As an aside, IMO, one of the puzzles of morphology is why
some languages seem to have so much (Georgian) and some seem to have so little
(English, Chinese). If morphology is that
important in the grammar either functionally (e.g. for processing) or
grammatically (e.g. it drives operations) then why should some NLs express so
much of it overtly and some have almost none at all that is visible. The GCT offers
a possible way out: morphology per se
is not what we should be looking at. Rather it is morphology plus closed class items; items that give
you fixed frames for triangulating on content “words.” There needs to be a sufficiency
of these to undergird vocab acquisition, but the mix need not be crucial (in
fact it is not even clear how much of both is sufficient or if there may be a
cost in having too much. Or even if these queries make any sense).
Let me end here. NLs are stuffed with what appears to be “useless”
(and as an English speaker, cumbersome)
morphology. And useless it may be from a purely grammatical point of view (note
I say may, leaving the question
open). But GCT suggests that overt grammar dependent fixed points can be very
useful for building lexicons given our pre-linguistic capacities. And given the
virtues of a good sized lexicon for thinking and communicating, a syntax that
can support this should have advantages over one that doesn’t (that’s the just
so story, btw). If correct, and the data collected so far is non-trivial, this
is nice to know for it serves to possibly bridge two big facts about NLs, facts
that to date seem (or more accurately, seemed to me) to be entirely independent
of one another.
[1]
Nothing I say touches on the fact that NL lexical items have very distinctive
properties, at least when compared to symbols in animal systems. In other
words, the lexicon presents two puzzles: (i) why is it so big? (ii) why do
human lexical items function so differently from non-human ones. What follows
tries to say something about the first, but leaves the second untouched.
Chomsky has discussed some of these distinctive features and Paul Pietroski has
a forthcoming book that discusses the topic of lexicalization.
[2]
So far as I know, no animal communication system has any closed class
expressions, which, if they have no syntax, would not be a surprise given
Gleitman’s conjecture.
[3]
Paul Pietroski has a terrific forthcoming book on what lexicalization consists
in “semantically” and I intend my views on the matter to closely track his.

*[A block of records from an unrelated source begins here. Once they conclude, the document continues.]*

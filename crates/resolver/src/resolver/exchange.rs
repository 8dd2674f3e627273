//! The label-by-label resolution engine.

use super::Resolver;
use crate::context::QueryContext;
use crate::dnssec::types::{SignerZone, ZoneSigner};
use crate::dnssec::Authenticator;
use crate::response::{Exchange, Response};
use crate::walker::DomainWalker;
use crate::zone::Zone;
use crate::zone_factory;
use hickory_proto::op::Message;
use hickory_proto::rr::{Name, RecordType};
use rootward_domain::record::{
    canonical_name, extract_records_of_type, is_do_set, is_strict_subdomain,
    records_of_type_exist,
};
use rootward_domain::ResolverError;
use std::sync::atomic::Ordering;
use std::sync::Arc;
use tracing::debug;

enum LabelOutcome {
    /// The zone delegated; continue the walk from the new zone.
    Delegated(Arc<Zone>),
    /// A terminal response (answer, NXDOMAIN, or failure) — we're done.
    Done(Response),
}

impl Resolver {
    /// The internal entry point: shared by the public API, CNAME
    /// follow-ups and pool enrichment, all of which ride the same context
    /// (and therefore the same loop-guard counter).
    pub(crate) async fn resolve(&self, ctx: &QueryContext, qmsg: Message) -> Response {
        ctx.trace.next_iteration();

        let Some(question) = qmsg.queries().first().cloned() else {
            return Response::from_error(ResolverError::NilMessageSentToExchange {
                zone: ctx.zone_label(),
            });
        };
        let qname = canonical_name(question.name());

        // With DO set the caller wants the chain of trust proven alongside
        // the answer.
        let auth = if is_do_set(&qmsg) {
            Some(Arc::new(
                Authenticator::new(ctx.clone(), question.clone(), Arc::clone(&self.config))
                    .with_trust_anchors(self.trust_anchors.clone()),
            ))
        } else {
            None
        };

        // Zones we already have nameservers for, most specific first. The
        // walk starts from the deepest one; the DS proofs between them are
        // fetched in parallel while the walk proceeds.
        let known = self.zones.zone_list(&qname);
        let Some(deepest) = known.first() else {
            return Response::from_error(ResolverError::InternalError(
                "the zone store has lost the root".to_string(),
            ));
        };

        if let Some(auth) = &auth {
            for pair in known.windows(2) {
                let (child, parent) = (&pair[0], &pair[1]);
                auth.add_delegation_signer_link(Arc::clone(parent), child.name());
            }
        }

        let mut walker = DomainWalker::new(&qname);
        if let Err(e) = walker.wind_to(deepest.name()) {
            return Response::from_error(e);
        }

        let mut zone = Arc::clone(deepest);

        while walker.more() {
            let session = ctx.session_queries.fetch_add(1, Ordering::Relaxed) + 1;
            if session > self.config.max_queries_per_request {
                return Response::from_error(ResolverError::MaxQueriesPerRequestReached);
            }

            // A zone we created on an earlier query may already cover the
            // current name; re-use it unless this is the final label (the
            // question still has to be asked).
            if !walker.last() {
                if let Some(next) = self.zones.get(&walker.current()) {
                    zone = next;
                    walker.next();
                    continue;
                }
            }

            match self
                .resolve_label(ctx, &mut walker, zone, &qmsg, auth.as_ref())
                .await
            {
                LabelOutcome::Delegated(next) => {
                    zone = next;
                    walker.next();
                }
                LabelOutcome::Done(response) => return response,
            }
        }

        Response::from_error(ResolverError::UnableToResolveAnswer {
            qname,
            zone: None,
            source: None,
        })
    }

    async fn resolve_label(
        &self,
        ctx: &QueryContext,
        walker: &mut DomainWalker,
        zone: Arc<Zone>,
        qmsg: &Message,
        auth: Option<&Arc<Authenticator>>,
    ) -> LabelOutcome {
        if auth.is_some() {
            // The validator will want this zone's keys; warm the cache
            // while the real question is in flight.
            let prefetch = Arc::clone(&zone);
            let prefetch_ctx = ctx.clone();
            tokio::spawn(async move {
                let _ = prefetch.dnskeys(&prefetch_ctx).await;
            });
        }

        let mut response = zone.exchange(ctx, qmsg).await;

        if let Some(msg) = response.msg.as_mut() {
            msg.set_recursion_available(true);
        }
        if response.has_error() {
            return LabelOutcome::Done(response);
        }
        if response.is_empty() {
            return LabelOutcome::Done(Response::from_error(ResolverError::InternalError(
                "the exchange returned nothing, without an error".to_string(),
            )));
        }

        let Some(rmsg) = response.msg.take() else {
            return LabelOutcome::Done(response);
        };

        let zone = self
            .check_for_missing_zones(ctx, walker, zone, &rmsg, auth)
            .await;

        if let Some(auth) = auth {
            let signer: Arc<dyn SignerZone> = Arc::new(ZoneSigner::new(Arc::clone(&zone)));
            if let Err(e) = auth.add_response(signer, rmsg.clone()).await {
                debug!(zone = %zone.name(), error = %e, "response not accepted for authentication");
            }
        }

        let delegating = rmsg.answers().is_empty()
            && records_of_type_exist(rmsg.name_servers(), RecordType::NS)
            && !records_of_type_exist(rmsg.name_servers(), RecordType::SOA);

        if delegating {
            match self.process_delegation(ctx, &zone, &rmsg).await {
                Ok(next) => LabelOutcome::Delegated(next),
                Err(e) => LabelOutcome::Done(Response::from_error(e)),
            }
        } else {
            response.msg = Some(rmsg);
            LabelOutcome::Done(self.finalise_response(ctx, auth, qmsg, response).await)
        }
    }

    /// A nameserver that hosts both a parent and a child zone can answer
    /// for the child without ever sending the intermediate delegation.
    /// When the owner names in a response sit more than one label below
    /// the zone we asked, probe the gap for a SOA: a hit means the
    /// intermediate name is a real zone served by the same pool, and the
    /// chain of trust needs its DS records.
    async fn check_for_missing_zones(
        &self,
        ctx: &QueryContext,
        walker: &mut DomainWalker,
        zone: Arc<Zone>,
        rmsg: &Message,
        auth: Option<&Arc<Authenticator>>,
    ) -> Arc<Zone> {
        let mut owner: Option<Name> = None;
        for record in rmsg.name_servers().iter().chain(rmsg.answers().iter()) {
            let name = canonical_name(record.name());
            if !is_strict_subdomain(zone.name(), &name) {
                continue;
            }
            let deeper = owner
                .as_ref()
                .map(|o| name.num_labels() > o.num_labels())
                .unwrap_or(true);
            if deeper {
                owner = Some(name);
            }
        }

        let Some(owner) = owner else {
            return zone;
        };

        let mut current = zone;
        let mut created = false;

        for missing in walker.gap(&owner) {
            if !created {
                match current.soa(ctx, &missing).await {
                    Ok(Some(_)) => {
                        debug!(zone = %missing, parent = %current.name(), "skipped zone discovered");
                        let discovered =
                            Arc::new(current.clone_as(&missing, current.name()));
                        if let Some(auth) = auth {
                            auth.add_delegation_signer_link(Arc::clone(&current), &missing);
                        }
                        self.zones.add(Arc::clone(&discovered));
                        current = discovered;
                        created = true;
                    }
                    Ok(None) => {}
                    Err(e) => {
                        debug!(name = %missing, error = %e, "soa probe failed");
                    }
                }
            }

            // Skipped either way; the walk resumes below the gap.
            walker.next();
        }

        current
    }

    async fn process_delegation(
        &self,
        ctx: &QueryContext,
        zone: &Arc<Zone>,
        rmsg: &Message,
    ) -> Result<Arc<Zone>, ResolverError> {
        let ns_records = extract_records_of_type(rmsg.name_servers(), RecordType::NS);
        if ns_records.is_empty() {
            return Err(ResolverError::NextNameserversNotFound);
        }

        let next_zone_name = canonical_name(ns_records[0].name());
        if !is_strict_subdomain(zone.name(), &next_zone_name) {
            return Err(ResolverError::NextNameserversNotFound);
        }

        let new_zone = zone_factory::create_zone(
            ctx,
            &next_zone_name,
            zone.name(),
            &ns_records,
            rmsg.additionals(),
            self.exchanger()?,
            Arc::clone(&self.transports),
            Arc::clone(&self.config),
            self.answer_cache.clone(),
        )
        .await?;

        self.zones.add(Arc::clone(&new_zone));
        Ok(new_zone)
    }
}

However, for present purposes, we can ignore the semantic side of the word
acquisition process and concentrate solely on the process of phonetically tagging
LIs.
[4]
That kids are really good at identifying morphology has always surprised me.
This is far less the case in second language acquisition if my experience is
anything to go on. At any rate, it seems that kids rarely make “errors” of
commission morphologically. If they screw up, which is surprisingly
infrequently, it manifests as errors of omission. Karin Stromswold has work
from a while ago documenting this.
[5]
This might also provide a model for how to think of the thematic
hierarchy. Is this part of UG or not?
Well, one reason for thinking not is that it is very hard to define theta roles
so that they apply across a broad class of verbs. Dowty showed how hard it is
to define ‘agent’ and ‘patient’ etc. and Grimshaw noted that it is largely
irrelevant for syntactic concerns anyhow. When does it matter? Real, theta
roles matter for UTAH. We need to know where a DP starts its derivational
life. If this is its sole role, then
what one needs theta roles for is not semantic interpretation in general but for
priming the syntax. In this case, all
one needs are a few thematically well behaved verbs (like ‘eat,’ ‘hug,’ ‘hit,’

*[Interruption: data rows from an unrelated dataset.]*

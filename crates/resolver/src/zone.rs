use crate::answer_cache::AnswerCache;
use crate::context::QueryContext;
use crate::pool::NameserverPool;
use crate::response::{Exchange, Response};
use async_trait::async_trait;
use hickory_proto::op::{Message, MessageType, OpCode, Query};
use hickory_proto::rr::{Name, RecordType};
use hickory_proto::rr::Record;
use rootward_domain::record::{
    canonical_name, extract_records_of_type, is_strict_subdomain, min_ttl, set_dnssec_ok,
};
use rootward_domain::{ResolverConfig, ResolverError};
use std::sync::atomic::{AtomicU64, Ordering};
use std::sync::Arc;
use std::time::{Duration, Instant};
use tokio::sync::Mutex;
use tracing::{debug, warn};

/// How long an empty DNSKEY answer is held before re-asking.
const NEGATIVE_DNSKEY_TTL: Duration = Duration::from_secs(60);

/// One zone we know how to reach: its apex, its parent's apex, the pool of
/// its nameservers, and a cached copy of its DNSKEY rrset.
pub struct Zone {
    name: Name,
    parent: Option<Name>,
    pool: Arc<NameserverPool>,
    calls: AtomicU64,
    dnskey_cache: Mutex<DnskeyCache>,
    answer_cache: Option<Arc<dyn AnswerCache>>,
    config: Arc<ResolverConfig>,
}

#[derive(Default)]
struct DnskeyCache {
    records: Vec<Record>,
    expires: Option<Instant>,
}

impl Zone {
    pub fn new(
        name: Name,
        parent: Option<Name>,
        pool: Arc<NameserverPool>,
        answer_cache: Option<Arc<dyn AnswerCache>>,
        config: Arc<ResolverConfig>,
    ) -> Self {
        Self {
            name: canonical_name(&name),
            parent: parent.as_ref().map(canonical_name),
            pool,
            calls: AtomicU64::new(0),
            dnskey_cache: Mutex::new(DnskeyCache::default()),
            answer_cache,
            config,
        }
    }

    pub fn name(&self) -> &Name {
        &self.name
    }

    pub fn parent(&self) -> Option<&Name> {
        self.parent.as_ref()
    }

    pub fn expired(&self) -> bool {
        self.pool.expired()
    }

    pub fn pool(&self) -> &Arc<NameserverPool> {
        &self.pool
    }

    /// Exchanges made through this zone since it was created.
    pub fn calls(&self) -> u64 {
        self.calls.load(Ordering::Relaxed)
    }

    /// A child zone served by the same nameservers. The DNSKEY cache starts
    /// empty: the child signs with its own keys.
    pub fn clone_as(&self, name: &Name, parent: &Name) -> Zone {
        let name = canonical_name(name);
        let parent = canonical_name(parent);
        assert!(
            name != parent && is_strict_subdomain(&parent, &name),
            "zone clone requires a strict subdomain: [{name}] under [{parent}]"
        );
        Zone {
            name,
            parent: Some(parent),
            pool: Arc::clone(&self.pool),
            calls: AtomicU64::new(0),
            dnskey_cache: Mutex::new(DnskeyCache::default()),
            answer_cache: self.answer_cache.clone(),
            config: Arc::clone(&self.config),
        }
    }

    /// A non-recursive SOA probe for `name` against this zone's servers.
    /// `Ok(None)` when the answer holds no SOA; an error when it holds more
    /// than one.
    pub async fn soa(
        &self,
        ctx: &QueryContext,
        name: &Name,
    ) -> Result<Option<Record>, ResolverError> {
        let mut msg = Message::new();
        msg.set_id(fastrand::u16(..));
        msg.set_message_type(MessageType::Query);
        msg.set_op_code(OpCode::Query);
        msg.set_recursion_desired(false);
        msg.add_query(Query::query(canonical_name(name), RecordType::SOA));

        let response = self.exchange(ctx, &msg).await;
        if response.has_error() {
            return Err(response.err.unwrap_or(ResolverError::EmptyResponse));
        }
        let Some(rmsg) = response.msg else {
            return Err(ResolverError::EmptyResponse);
        };

        let soas = extract_records_of_type(rmsg.answers(), RecordType::SOA);
        match soas.len() {
            0 => Ok(None),
            1 => Ok(soas.into_iter().next()),
            n => Err(ResolverError::InternalError(format!(
                "expected a single SOA for [{name}], got {n}"
            ))),
        }
    }

    /// The zone's DNSKEY rrset (keys and their RRSIGs), cached against the
    /// smallest answer TTL. Concurrent callers queue on the cache lock so
    /// the fetch happens once. An empty answer is remembered briefly.
    pub async fn dnskeys(&self, ctx: &QueryContext) -> Result<Vec<Record>, ResolverError> {
        let mut cache = self.dnskey_cache.lock().await;

        if let Some(expires) = cache.expires {
            if expires > Instant::now() {
                return Ok(cache.records.clone());
            }
        }

        let mut msg = Message::new();
        msg.set_id(fastrand::u16(..));
        msg.set_message_type(MessageType::Query);
        msg.set_op_code(OpCode::Query);
        msg.set_recursion_desired(false);
        msg.add_query(Query::query(self.name.clone(), RecordType::DNSKEY));
        set_dnssec_ok(&mut msg);

        let response = self.exchange(ctx, &msg).await;
        if let Some(err) = response.err {
            return Err(ResolverError::FailedToGetDnskeys {
                zone: self.name.clone(),
                reason: err.to_string(),
            });
        }
        let Some(rmsg) = response.msg else {
            return Err(ResolverError::FailedToGetDnskeys {
                zone: self.name.clone(),
                reason: "response is empty".to_string(),
            });
        };

        if rmsg.answers().is_empty() {
            cache.records = Vec::new();
            cache.expires = Some(Instant::now() + NEGATIVE_DNSKEY_TTL);
            return Ok(Vec::new());
        }

        let ttl = min_ttl(rmsg.answers())
            .unwrap_or(self.config.max_allowed_ttl)
            .min(self.config.max_allowed_ttl);

        cache.records = rmsg.answers().to_vec();
        cache.expires = Some(Instant::now() + Duration::from_secs(u64::from(ttl)));
        Ok(cache.records.clone())
    }
}

#[async_trait]
impl Exchange for Zone {
    async fn exchange(&self, ctx: &QueryContext, msg: &Message) -> Response {
        self.calls.fetch_add(1, Ordering::Relaxed);

        let question = msg.queries().first().cloned();

        if let (Some(cache), Some(question)) = (self.answer_cache.as_ref(), question.as_ref()) {
            match cache.get(&self.name, question).await {
                Ok(Some(cached)) => {
                    debug!(
                        trace = %ctx.trace.short_id(),
                        iteration = ctx.trace.iteration(),
                        qname = %question.name(),
                        qtype = %question.query_type(),
                        zone = %self.name,
                        "answer found in cache"
                    );
                    return Response::from_msg(cached);
                }
                Ok(None) => {}
                Err(e) => {
                    warn!(zone = %self.name, error = %e, "answer cache lookup failed");
                }
            }
        }

        let zone_ctx = ctx.for_zone(&self.name);
        let response = self.pool.exchange(&zone_ctx, msg).await;

        if let (Some(cache), Some(question), Some(rmsg)) =
            (self.answer_cache.as_ref(), question, response.msg.as_ref())
        {
            if !response.has_error() {
                let cache = Arc::clone(cache);
                let zone = self.name.clone();
                let mut copy = rmsg.clone();
                // EDNS options are hop-by-hop; they never go in the cache.
                *copy.extensions_mut() = None;
                tokio::spawn(async move {
                    if let Err(e) = cache.update(&zone, &question, &copy).await {
                        warn!(zone = %zone, error = %e, "answer cache update failed");
                    }
                });
            }
        }

        response
    }
}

‘kiss,’) and to get the syntax off the ground. Once flying, we don’t need
thematic information any more for there arise other ways, some of them being
morpho-syntactic, to figure our where a DP came from (think case, or fixed word
order position or agreement patterns). At any rate, like that morphology case,
the thematic hierarchy need not be part of UG to be linguistically very
important to the LAD.
[6]
Think of this as a very weak (almost truistic) version of the Sapir-Whorf
hypothesis.
Form is easy, meaning is hard: this should be enshrined somewhere.

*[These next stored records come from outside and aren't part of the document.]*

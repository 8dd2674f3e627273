use super::Resolver;
use crate::context::QueryContext;
use crate::response::Response;
use hickory_proto::op::{Message, MessageType, OpCode, Query};
use hickory_proto::rr::{Name, RData, RecordType};
use rootward_domain::record::{canonical_name, is_do_set, records_of_name_and_type_exist, set_dnssec_ok};
use rootward_domain::ResolverError;
use tracing::debug;

impl Resolver {
    /// Resolves each CNAME target in the answer that isn't already
    /// answered, by issuing a fresh top-level query for it, and folds the
    /// extra legs into the response: sections appended, authentication
    /// states combined, AA only if every leg was authoritative, and the
    /// worst rcode wins.
    pub(crate) async fn follow_cnames(
        &self,
        ctx: &QueryContext,
        qmsg: &Message,
        response: &mut Response,
    ) -> Result<(), ResolverError> {
        let Some(question) = qmsg.queries().first() else {
            return Ok(());
        };
        let qtype = question.query_type();

        let Some(mut rmsg) = response.msg.take() else {
            return Ok(());
        };

        let targets: Vec<Name> = rmsg
            .answers()
            .iter()
            .filter_map(|record| match record.data() {
                RData::CNAME(cname) => Some(canonical_name(&cname.0)),
                _ => None,
            })
            .collect();

        debug!(
            trace = %ctx.trace.short_id(),
            qname = %question.name(),
            targets = ?targets.iter().map(Name::to_string).collect::<Vec<_>>(),
            "following cname chain"
        );

        for target in targets {
            if records_of_name_and_type_exist(rmsg.answers(), &target, qtype)
                || records_of_name_and_type_exist(rmsg.answers(), &target, RecordType::CNAME)
            {
                // Already answered within this message.
                continue;
            }

            let mut follow = Message::new();
            follow.set_id(fastrand::u16(..));
            follow.set_message_type(MessageType::Query);
            follow.set_op_code(OpCode::Query);
            follow.set_recursion_desired(true);
            follow.add_query(Query::query(target.clone(), qtype));
            if is_do_set(qmsg) {
                set_dnssec_ok(&mut follow);
            }

            let leg = Box::pin(self.resolve(ctx, follow)).await;

            if let Some(e) = leg.err {
                response.msg = Some(rmsg);
                return Err(e);
            }
            let Some(leg_msg) = leg.msg else {
                response.msg = Some(rmsg);
                return Err(ResolverError::UnableToResolveAnswer {
                    qname: target,
                    zone: None,
                    source: None,
                });
            };

            for record in leg_msg.answers() {
                rmsg.add_answer(record.clone());
            }
            for record in leg_msg.name_servers() {
                rmsg.add_name_server(record.clone());
            }
            for record in leg_msg.additionals() {
                rmsg.add_additional(record.clone());
            }

            response.auth = response.auth.combine(leg.auth);

            rmsg.set_authoritative(rmsg.authoritative() && leg_msg.authoritative());

            if u16::from(leg_msg.response_code()) > u16::from(rmsg.response_code()) {
                rmsg.set_response_code(leg_msg.response_code());
            }
        }

        response.msg = Some(rmsg);
        Ok(())
    }
}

ReplyDeleteThe evidence that closed class words facilitate the acquisition of open class words comes from several places. One type is summarized by Christophe--an idea that Virginia Valian refers to as "anchoring points" (J. Mem. Lg, 1988), high frequency items (e.g., closed class words) can be used as anchors to determine the properties of low frequency items (e.g., open class words). Roger Brown’s classic “sib” experiment started this all.
Another strand comes, perhaps surprisingly, from NLP. In a series of insightful papers, Qiuye Zhao, who just finished at Penn, exploited these very ideas to achieve state of the art results for part of speech tagging and Chinese word segmentation in a largely unsupervised setting. The key idea is to use high frequency elements, including words AND morphological endings--Norbert: that’s indeed what morphology is for!—to define the distributional profile for the lower frequency elements. (Email me for a copy of her dissertation or find her papers at venues such as EMNLP, ACL etc.)
But it remains unclear how much this very first step of bootstrapping is statistical (or non-linguistic). Page 19 of the slides cites an important study by Shi and Melancon (http://www.tpsycho.uqam.ca/NUN/D_pages_Profs/D_GRL/Publications/shi_melancon_2010.pdf). When presented with "le mige", the latter a non-sense French word, 14 month old infants interpret "mige" as a noun. But when presented with "je mige", they do NOT interpret "mige" as a verb. I have checked the statistical properties of child directed French and more extensively, English, which is similar in this respect. The transitional probability of D-N is actually LOWER than that of Pronoun-V: a statistical learner should be do better at recognizing “mige” the verb than “mige” the noun.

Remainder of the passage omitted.